Start of Block

//! Reduces match clusters to a canonical/duplicate mapping.

use std::collections::{BTreeMap, BTreeSet};

use serde::{Deserialize, Serialize};

use super::matcher::MatchCluster;

/// Duplicate row id → canonical row id.
///
/// Rows absent from the mapping are their own canonical record. Canonical
/// ids never appear as keys.
#[derive(Debug, Clone, Default, PartialEq, Eq, Serialize, Deserialize)]
#[serde(transparent)]
pub struct DuplicateMapping(BTreeMap<String, String>);

impl DuplicateMapping {
    /// Canonical record for a row.
    pub fn canonical<'a>(&'a self, row_id: &'a str) -> &'a str {
        self.0.get(row_id).map(String::as_str).unwrap_or(row_id)
    }

    /// Whether the row duplicates another.
    pub fn is_duplicate(&self, row_id: &str) -> bool {
        self.0.contains_key(row_id)
    }

    /// Number of duplicate rows.
    pub fn len(&self) -> usize {
        self.0.len()
    }

    pub fn is_empty(&self) -> bool {
        self.0.is_empty()
    }

    /// (duplicate, canonical) pairs in duplicate-id order.
    pub fn iter(&self) -> impl Iterator<Item = (&str, &str)> {
        self.0.iter().map(|(d, c)| (d.as_str(), c.as_str()))
    }

    /// Distinct canonical ids that have at least one duplicate.
    pub fn canonical_ids(&self) -> BTreeSet<&str> {
        self.0.values().map(String::as_str).collect()
    }
}

/// Resolve clusters into a mapping.
///
/// Clusters sharing a row are merged first. In each merged group the
/// lexicographically smallest row id is canonical, so the result does not
/// depend on cluster or member order.
pub fn resolve(clusters: &[MatchCluster]) -> DuplicateMapping {
    let mut groups: Vec<BTreeSet<&str>> = Vec::new();

    for cluster in clusters {
        let mut merged: BTreeSet<&str> = cluster.row_ids.iter().map(String::as_str).collect();
        let mut idx = 0;
        while idx < groups.len() {
            if groups[idx].is_disjoint(&merged) {
                idx += 1;
            } else {
                merged.append(&mut groups.swap_remove(idx));
            }
        }
        groups.push(merged);
    }

    let mut mapping = BTreeMap::new();
    for group in groups {
        let mut ids = group.into_iter();
        let Some(canonical) = ids.next() else {
            continue;
        };
        for duplicate in ids {
            mapping.insert(duplicate.to_string(), canonical.to_string());
        }
    }
    DuplicateMapping(mapping)
}

#[cfg(test)]
mod tests {
    use super::*;

    #[test]
    fn test_smallest_id_is_canonical() {
        let mapping = resolve(&[MatchCluster::new(["row2", "row1", "row3"])]);
        assert_eq!(mapping.len(), 2);
        assert_eq!(mapping.canonical("row2"), "row1");
        assert_eq!(mapping.canonical("row3"), "row1");
        assert_eq!(mapping.canonical("row1"), "row1");
        assert!(!mapping.is_duplicate("row1"));
    }

    #[test]
    fn test_singletons_and_empty_clusters() {
        let mapping = resolve(&[MatchCluster::new(["a"]), MatchCluster::new(Vec::<String>::new())]);
        assert!(mapping.is_empty());
        assert!(resolve(&[]).is_empty());
    }

    #[test]
    fn test_overlapping_clusters_merge() {
        let mapping = resolve(&[
            MatchCluster::new(["c", "d"]),
            MatchCluster::new(["e", "f"]),
            MatchCluster::new(["b", "c"]),
            MatchCluster::new(["f", "d"]),
        ]);
        for id in ["c", "d", "e", "f"] {
            assert_eq!(mapping.canonical(id), "b");
        }
        assert_eq!(mapping.canonical_ids(), BTreeSet::from(["b"]));
    }

    #[test]
    fn test_no_chains() {
        let mapping = resolve(&[MatchCluster::new(["b", "a"]), MatchCluster::new(["c", "b"])]);
        for (_, canonical) in mapping.iter() {
            assert!(!mapping.is_duplicate(canonical));
        }
    }
}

End of Block

BRIEF: Find and copy each line of the listing above that holds the word "record".

WORKED SOLUTION:
/// Rows absent from the mapping are their own canonical record. Canonical
    /// Canonical record for a row.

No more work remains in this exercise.